* **Task**:
Across the entries below, count the lines that contain the word "RiskAssessment" and reply with that number only.

Dataset excerpts
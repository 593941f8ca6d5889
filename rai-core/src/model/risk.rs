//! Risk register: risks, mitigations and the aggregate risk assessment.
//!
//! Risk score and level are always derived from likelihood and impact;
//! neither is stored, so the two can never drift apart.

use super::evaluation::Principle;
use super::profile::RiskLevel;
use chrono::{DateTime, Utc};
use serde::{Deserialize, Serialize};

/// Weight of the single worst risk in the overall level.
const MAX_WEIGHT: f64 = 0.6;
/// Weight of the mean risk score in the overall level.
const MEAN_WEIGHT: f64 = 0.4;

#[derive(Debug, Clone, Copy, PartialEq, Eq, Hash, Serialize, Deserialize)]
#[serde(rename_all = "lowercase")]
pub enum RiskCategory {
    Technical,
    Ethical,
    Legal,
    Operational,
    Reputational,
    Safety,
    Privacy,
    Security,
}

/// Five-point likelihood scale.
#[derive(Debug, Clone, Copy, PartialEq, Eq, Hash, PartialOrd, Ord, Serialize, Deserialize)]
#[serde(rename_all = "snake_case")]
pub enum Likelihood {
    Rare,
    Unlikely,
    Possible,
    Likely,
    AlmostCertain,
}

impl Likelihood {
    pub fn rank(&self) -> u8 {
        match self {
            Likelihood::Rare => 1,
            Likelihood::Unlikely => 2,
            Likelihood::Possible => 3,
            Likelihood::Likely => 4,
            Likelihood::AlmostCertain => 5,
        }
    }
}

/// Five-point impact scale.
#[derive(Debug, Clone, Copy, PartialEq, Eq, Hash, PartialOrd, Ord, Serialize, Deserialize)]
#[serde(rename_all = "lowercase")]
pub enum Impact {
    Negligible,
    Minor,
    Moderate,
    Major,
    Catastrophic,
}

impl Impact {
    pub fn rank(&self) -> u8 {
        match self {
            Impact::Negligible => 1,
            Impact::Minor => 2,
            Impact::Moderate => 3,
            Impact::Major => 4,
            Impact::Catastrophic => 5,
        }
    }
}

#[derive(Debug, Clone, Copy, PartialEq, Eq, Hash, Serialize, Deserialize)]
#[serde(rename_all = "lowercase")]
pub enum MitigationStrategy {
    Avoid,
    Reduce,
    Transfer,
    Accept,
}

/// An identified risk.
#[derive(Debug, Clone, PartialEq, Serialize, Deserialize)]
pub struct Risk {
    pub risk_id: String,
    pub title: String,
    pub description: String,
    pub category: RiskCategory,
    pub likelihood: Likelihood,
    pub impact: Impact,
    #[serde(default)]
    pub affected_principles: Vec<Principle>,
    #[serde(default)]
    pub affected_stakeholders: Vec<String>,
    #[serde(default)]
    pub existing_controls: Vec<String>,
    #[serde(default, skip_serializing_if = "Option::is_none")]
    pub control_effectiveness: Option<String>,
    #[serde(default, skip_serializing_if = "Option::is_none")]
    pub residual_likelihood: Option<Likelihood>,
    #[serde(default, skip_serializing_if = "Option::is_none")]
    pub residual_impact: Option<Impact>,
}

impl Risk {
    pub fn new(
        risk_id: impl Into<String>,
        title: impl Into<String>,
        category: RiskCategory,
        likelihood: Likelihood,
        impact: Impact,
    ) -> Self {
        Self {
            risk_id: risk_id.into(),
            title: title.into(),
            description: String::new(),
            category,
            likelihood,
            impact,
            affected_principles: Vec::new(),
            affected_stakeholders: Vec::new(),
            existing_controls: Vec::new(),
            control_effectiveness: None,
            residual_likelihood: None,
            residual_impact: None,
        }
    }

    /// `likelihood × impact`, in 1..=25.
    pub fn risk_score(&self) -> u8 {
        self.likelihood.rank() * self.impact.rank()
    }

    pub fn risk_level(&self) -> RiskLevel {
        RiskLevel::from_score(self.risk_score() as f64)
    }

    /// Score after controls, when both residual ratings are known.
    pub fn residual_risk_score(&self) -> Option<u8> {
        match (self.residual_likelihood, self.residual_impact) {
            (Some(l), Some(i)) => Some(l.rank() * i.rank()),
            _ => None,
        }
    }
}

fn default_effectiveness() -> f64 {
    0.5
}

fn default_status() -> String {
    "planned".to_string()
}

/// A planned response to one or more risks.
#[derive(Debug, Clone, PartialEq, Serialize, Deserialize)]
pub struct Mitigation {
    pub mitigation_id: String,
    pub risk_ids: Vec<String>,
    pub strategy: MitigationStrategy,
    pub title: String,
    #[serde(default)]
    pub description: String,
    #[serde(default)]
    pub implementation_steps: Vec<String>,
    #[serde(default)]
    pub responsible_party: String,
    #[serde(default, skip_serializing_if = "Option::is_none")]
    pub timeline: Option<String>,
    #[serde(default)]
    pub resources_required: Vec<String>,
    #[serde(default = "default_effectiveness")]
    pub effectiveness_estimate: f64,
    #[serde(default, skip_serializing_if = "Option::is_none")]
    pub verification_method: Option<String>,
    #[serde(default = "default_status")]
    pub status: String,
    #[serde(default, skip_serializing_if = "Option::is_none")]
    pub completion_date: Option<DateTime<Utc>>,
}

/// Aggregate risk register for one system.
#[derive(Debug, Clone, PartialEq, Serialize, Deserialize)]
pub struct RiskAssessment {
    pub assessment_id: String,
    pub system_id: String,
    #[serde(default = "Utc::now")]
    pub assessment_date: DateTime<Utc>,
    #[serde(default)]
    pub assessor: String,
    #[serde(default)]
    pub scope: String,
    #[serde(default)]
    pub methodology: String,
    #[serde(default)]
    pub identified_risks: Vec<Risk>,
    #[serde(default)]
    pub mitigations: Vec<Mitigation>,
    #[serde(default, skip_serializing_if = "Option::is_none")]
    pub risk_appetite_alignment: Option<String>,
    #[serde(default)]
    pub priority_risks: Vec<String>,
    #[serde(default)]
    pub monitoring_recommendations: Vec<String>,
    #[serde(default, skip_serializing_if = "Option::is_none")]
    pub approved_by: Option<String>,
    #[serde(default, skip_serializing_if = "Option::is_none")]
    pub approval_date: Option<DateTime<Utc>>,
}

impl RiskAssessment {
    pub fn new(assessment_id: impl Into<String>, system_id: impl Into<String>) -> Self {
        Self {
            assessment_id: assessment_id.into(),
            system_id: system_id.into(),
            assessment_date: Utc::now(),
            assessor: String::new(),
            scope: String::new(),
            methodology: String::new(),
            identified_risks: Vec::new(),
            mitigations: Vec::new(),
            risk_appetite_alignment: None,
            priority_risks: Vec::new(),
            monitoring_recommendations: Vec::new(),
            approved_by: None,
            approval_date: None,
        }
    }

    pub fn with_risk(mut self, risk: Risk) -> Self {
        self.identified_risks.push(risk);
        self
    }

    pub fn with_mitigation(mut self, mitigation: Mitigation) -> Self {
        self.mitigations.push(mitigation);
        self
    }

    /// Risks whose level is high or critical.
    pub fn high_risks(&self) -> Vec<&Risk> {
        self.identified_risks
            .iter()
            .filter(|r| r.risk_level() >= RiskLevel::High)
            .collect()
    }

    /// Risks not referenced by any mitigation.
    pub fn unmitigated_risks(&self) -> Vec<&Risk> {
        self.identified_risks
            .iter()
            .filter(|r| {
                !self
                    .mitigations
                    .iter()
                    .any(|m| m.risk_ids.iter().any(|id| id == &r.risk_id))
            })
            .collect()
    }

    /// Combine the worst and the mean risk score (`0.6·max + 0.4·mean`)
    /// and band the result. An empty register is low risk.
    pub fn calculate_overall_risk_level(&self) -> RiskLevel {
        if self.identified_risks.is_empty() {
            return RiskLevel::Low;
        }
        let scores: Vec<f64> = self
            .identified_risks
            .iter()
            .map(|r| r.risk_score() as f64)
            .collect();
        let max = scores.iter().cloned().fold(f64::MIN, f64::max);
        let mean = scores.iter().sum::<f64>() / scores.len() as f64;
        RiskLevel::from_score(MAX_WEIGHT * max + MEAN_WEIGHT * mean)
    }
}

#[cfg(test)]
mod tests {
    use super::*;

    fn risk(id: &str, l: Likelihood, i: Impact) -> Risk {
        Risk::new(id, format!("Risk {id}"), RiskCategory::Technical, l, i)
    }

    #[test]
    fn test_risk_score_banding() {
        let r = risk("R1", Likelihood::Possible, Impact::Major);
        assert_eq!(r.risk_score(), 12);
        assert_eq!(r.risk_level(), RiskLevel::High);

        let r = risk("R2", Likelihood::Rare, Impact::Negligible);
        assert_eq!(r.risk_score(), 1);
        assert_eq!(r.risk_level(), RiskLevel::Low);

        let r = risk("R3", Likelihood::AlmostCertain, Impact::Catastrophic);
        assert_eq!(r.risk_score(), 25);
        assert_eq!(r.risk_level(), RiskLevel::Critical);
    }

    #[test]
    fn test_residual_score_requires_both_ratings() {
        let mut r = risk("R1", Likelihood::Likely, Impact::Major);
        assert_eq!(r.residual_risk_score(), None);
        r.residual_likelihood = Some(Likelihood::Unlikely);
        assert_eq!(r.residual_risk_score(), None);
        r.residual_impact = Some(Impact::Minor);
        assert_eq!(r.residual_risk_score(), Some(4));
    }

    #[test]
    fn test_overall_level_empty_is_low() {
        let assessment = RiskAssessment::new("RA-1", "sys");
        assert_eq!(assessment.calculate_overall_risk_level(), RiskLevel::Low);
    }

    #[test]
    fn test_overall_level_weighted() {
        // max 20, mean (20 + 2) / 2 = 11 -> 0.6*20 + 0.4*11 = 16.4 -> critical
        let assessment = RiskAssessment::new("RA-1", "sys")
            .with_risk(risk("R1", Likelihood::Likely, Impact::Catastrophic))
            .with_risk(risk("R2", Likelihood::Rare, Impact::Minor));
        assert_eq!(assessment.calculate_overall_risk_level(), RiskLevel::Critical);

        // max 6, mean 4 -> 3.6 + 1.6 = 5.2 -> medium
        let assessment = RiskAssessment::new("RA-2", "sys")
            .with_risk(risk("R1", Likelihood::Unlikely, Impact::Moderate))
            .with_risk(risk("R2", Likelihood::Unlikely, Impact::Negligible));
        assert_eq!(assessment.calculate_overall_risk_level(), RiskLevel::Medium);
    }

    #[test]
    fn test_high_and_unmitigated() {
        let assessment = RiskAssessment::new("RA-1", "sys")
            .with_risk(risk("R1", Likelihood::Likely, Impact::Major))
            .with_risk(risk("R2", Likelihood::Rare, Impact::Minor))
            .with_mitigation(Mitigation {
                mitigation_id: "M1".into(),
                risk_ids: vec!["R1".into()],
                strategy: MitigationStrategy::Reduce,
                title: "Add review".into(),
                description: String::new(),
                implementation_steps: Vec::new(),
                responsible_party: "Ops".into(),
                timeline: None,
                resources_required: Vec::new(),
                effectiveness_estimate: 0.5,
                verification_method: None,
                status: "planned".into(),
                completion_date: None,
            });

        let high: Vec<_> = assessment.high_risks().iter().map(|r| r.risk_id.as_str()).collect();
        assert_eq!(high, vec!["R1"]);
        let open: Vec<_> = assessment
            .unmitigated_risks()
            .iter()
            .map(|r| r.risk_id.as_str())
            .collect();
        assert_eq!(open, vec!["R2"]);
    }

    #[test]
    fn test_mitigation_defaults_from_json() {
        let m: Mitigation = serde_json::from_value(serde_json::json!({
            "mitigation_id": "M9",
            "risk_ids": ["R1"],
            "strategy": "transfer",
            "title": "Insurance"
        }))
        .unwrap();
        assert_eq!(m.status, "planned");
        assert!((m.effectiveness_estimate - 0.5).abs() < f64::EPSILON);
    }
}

...

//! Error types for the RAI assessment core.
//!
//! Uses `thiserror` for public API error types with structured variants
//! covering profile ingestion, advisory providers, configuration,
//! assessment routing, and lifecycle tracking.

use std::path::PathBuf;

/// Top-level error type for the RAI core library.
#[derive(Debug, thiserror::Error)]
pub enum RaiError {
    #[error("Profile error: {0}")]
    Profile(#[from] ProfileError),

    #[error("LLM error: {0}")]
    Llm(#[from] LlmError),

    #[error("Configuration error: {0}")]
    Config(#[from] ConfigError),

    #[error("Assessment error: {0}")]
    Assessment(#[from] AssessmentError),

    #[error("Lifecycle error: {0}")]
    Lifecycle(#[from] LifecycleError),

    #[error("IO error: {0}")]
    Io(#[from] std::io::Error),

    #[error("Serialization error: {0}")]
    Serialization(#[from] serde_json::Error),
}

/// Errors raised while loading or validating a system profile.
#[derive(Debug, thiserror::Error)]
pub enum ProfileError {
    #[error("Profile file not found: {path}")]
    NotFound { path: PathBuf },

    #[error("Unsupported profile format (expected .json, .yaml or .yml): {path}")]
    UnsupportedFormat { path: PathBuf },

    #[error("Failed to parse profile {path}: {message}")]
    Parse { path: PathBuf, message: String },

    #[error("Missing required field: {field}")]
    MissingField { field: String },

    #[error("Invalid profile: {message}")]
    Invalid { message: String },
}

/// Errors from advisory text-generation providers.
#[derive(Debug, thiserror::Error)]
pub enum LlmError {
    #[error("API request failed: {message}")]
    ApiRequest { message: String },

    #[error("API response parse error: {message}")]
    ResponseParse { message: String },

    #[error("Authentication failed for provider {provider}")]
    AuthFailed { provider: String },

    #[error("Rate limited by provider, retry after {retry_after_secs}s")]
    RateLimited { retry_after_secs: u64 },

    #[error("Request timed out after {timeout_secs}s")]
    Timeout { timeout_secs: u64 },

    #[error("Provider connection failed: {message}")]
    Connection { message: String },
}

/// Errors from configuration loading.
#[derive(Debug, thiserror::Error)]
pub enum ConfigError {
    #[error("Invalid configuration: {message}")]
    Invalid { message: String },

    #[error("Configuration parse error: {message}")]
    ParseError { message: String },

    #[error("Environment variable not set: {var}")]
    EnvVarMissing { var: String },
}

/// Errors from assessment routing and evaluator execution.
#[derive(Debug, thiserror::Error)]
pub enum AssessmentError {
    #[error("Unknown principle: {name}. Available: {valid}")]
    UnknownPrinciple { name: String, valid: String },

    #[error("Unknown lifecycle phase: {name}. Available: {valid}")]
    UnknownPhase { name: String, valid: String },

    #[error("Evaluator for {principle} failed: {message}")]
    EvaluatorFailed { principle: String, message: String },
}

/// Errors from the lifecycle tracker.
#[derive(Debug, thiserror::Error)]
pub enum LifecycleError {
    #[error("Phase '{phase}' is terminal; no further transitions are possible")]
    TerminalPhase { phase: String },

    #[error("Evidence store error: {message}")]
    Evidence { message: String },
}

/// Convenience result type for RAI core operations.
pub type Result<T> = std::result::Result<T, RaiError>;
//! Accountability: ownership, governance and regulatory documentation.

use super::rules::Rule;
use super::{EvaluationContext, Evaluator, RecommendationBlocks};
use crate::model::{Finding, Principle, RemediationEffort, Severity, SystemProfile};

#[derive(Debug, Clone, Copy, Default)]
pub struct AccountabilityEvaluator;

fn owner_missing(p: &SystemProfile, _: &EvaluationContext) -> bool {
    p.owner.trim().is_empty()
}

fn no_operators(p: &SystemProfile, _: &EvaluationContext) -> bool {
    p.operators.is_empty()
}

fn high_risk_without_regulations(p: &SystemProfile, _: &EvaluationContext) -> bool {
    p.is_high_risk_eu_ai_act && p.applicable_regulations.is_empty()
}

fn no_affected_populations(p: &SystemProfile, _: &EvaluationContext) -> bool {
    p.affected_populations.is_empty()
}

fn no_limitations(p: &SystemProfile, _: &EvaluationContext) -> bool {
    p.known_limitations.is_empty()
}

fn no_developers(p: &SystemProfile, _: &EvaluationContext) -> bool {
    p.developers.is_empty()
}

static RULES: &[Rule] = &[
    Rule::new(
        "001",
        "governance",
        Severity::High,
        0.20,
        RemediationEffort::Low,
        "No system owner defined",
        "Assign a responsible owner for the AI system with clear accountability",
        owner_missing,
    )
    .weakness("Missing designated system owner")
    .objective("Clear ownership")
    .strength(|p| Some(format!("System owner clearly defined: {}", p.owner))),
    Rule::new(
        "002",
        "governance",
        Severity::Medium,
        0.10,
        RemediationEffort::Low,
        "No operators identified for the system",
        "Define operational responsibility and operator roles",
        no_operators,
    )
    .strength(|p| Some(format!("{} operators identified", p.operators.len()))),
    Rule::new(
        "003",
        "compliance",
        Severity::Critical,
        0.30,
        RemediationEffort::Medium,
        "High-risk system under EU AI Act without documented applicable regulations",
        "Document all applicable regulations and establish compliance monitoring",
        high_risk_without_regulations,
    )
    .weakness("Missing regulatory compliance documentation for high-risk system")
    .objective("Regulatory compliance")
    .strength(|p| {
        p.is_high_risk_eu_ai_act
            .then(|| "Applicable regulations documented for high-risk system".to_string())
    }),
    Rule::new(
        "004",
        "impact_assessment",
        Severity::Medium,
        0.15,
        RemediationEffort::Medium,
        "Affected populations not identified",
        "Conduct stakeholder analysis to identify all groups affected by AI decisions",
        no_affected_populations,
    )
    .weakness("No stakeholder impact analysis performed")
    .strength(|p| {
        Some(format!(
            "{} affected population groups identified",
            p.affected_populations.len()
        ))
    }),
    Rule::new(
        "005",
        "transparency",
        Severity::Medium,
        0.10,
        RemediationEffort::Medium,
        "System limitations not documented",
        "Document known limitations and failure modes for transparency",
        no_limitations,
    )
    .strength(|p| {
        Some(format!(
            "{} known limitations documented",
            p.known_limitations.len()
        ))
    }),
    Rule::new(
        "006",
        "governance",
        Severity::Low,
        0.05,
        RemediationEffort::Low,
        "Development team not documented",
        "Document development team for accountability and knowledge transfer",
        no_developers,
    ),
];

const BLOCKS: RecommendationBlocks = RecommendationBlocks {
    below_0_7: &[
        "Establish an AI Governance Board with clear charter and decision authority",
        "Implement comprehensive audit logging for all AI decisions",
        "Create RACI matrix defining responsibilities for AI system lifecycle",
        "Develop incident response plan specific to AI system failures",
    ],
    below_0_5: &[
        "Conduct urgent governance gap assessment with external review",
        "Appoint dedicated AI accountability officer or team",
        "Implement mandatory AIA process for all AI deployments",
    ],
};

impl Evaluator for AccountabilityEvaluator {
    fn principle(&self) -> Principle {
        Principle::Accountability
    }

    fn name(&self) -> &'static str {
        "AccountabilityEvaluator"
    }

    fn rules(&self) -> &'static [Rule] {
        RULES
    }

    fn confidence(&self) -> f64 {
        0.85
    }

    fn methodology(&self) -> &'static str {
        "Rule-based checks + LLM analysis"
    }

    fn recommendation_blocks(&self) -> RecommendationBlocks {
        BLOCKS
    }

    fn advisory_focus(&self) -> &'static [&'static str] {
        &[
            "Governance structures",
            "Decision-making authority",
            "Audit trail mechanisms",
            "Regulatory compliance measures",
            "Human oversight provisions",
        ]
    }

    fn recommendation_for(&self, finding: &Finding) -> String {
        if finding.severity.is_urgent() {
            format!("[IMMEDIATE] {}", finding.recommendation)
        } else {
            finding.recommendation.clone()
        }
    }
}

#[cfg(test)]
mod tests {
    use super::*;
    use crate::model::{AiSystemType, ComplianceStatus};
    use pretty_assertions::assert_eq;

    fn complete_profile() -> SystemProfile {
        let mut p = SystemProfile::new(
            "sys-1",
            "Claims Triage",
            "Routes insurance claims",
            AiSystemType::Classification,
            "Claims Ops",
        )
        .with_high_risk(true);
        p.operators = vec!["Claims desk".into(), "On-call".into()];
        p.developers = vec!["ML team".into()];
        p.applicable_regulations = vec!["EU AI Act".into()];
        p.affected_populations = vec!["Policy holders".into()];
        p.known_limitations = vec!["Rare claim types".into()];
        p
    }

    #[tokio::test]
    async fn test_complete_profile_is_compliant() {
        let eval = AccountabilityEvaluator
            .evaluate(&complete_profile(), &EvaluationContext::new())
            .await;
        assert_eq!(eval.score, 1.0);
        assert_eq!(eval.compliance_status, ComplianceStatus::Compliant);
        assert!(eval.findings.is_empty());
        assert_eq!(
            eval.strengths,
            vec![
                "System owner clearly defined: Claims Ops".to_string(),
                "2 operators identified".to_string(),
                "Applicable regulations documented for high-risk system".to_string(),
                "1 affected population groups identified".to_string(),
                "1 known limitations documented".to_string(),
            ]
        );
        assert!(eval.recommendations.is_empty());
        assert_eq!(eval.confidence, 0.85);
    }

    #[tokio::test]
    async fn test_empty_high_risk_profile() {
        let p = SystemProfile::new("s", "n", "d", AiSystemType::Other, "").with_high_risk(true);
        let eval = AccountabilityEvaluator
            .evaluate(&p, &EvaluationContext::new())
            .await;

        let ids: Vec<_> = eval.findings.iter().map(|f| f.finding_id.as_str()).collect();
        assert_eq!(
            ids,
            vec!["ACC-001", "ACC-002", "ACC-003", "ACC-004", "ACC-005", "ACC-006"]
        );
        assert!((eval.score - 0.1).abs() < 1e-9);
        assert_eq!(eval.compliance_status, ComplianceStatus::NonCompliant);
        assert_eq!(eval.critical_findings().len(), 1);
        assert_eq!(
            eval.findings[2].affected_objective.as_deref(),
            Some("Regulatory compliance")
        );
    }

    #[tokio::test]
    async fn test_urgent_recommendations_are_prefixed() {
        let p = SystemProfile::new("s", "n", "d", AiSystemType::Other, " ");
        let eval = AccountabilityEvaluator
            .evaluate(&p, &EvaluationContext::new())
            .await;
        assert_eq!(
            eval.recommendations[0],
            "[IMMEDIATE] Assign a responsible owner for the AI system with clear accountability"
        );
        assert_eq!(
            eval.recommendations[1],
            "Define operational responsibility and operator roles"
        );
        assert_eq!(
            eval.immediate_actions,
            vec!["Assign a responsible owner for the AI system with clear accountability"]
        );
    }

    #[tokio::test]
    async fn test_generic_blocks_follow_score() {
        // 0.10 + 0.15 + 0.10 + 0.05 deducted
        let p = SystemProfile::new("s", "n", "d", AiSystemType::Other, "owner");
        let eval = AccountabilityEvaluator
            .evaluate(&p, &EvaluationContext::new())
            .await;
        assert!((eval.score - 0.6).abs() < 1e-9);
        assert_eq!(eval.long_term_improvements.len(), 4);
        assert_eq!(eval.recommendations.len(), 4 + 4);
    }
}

* * *

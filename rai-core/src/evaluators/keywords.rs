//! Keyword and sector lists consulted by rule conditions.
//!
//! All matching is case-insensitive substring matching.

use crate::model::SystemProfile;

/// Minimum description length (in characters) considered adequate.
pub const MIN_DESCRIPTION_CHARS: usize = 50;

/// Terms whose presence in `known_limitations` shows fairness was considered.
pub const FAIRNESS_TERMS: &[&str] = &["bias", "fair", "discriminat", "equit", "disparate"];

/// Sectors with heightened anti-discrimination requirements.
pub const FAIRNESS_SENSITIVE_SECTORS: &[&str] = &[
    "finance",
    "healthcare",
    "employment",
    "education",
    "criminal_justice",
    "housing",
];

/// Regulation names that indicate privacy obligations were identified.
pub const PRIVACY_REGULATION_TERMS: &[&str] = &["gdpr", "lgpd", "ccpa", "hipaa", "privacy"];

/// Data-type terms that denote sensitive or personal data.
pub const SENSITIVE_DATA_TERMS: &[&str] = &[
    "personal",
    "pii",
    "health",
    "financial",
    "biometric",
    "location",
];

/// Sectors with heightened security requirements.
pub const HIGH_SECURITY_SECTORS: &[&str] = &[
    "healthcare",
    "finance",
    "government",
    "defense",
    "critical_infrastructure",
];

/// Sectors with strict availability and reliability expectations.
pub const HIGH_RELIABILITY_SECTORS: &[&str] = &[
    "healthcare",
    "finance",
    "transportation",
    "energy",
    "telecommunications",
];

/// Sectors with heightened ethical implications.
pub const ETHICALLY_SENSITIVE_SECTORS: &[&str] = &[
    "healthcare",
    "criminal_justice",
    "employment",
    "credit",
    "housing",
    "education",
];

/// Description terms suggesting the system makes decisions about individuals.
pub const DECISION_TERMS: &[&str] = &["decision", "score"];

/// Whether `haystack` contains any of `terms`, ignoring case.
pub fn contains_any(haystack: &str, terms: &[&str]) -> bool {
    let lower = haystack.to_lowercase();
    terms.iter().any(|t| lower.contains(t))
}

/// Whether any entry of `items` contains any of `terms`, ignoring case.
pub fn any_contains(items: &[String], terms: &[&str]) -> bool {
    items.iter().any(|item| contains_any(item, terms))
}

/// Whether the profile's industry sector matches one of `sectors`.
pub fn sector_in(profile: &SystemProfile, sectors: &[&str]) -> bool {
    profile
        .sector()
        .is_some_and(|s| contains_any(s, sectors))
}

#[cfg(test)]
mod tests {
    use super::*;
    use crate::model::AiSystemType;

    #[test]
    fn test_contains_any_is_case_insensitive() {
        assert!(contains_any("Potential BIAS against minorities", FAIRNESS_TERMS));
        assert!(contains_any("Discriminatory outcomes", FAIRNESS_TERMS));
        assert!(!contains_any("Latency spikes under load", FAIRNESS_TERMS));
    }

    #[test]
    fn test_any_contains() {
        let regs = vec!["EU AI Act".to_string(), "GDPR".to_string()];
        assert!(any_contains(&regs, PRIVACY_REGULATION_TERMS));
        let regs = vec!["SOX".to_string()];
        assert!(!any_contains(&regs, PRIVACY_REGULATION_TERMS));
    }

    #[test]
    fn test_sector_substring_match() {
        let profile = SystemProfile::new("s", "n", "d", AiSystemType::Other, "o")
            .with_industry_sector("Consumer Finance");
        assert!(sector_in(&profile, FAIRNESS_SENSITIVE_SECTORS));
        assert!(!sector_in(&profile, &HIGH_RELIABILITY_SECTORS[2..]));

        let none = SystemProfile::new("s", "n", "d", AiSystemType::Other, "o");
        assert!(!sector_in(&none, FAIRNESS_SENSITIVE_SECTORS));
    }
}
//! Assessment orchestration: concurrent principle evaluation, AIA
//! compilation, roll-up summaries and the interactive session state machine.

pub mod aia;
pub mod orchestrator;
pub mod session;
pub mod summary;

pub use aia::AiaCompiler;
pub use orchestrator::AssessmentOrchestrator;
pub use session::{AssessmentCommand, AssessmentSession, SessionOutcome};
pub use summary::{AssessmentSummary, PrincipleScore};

* **Answer space**:
6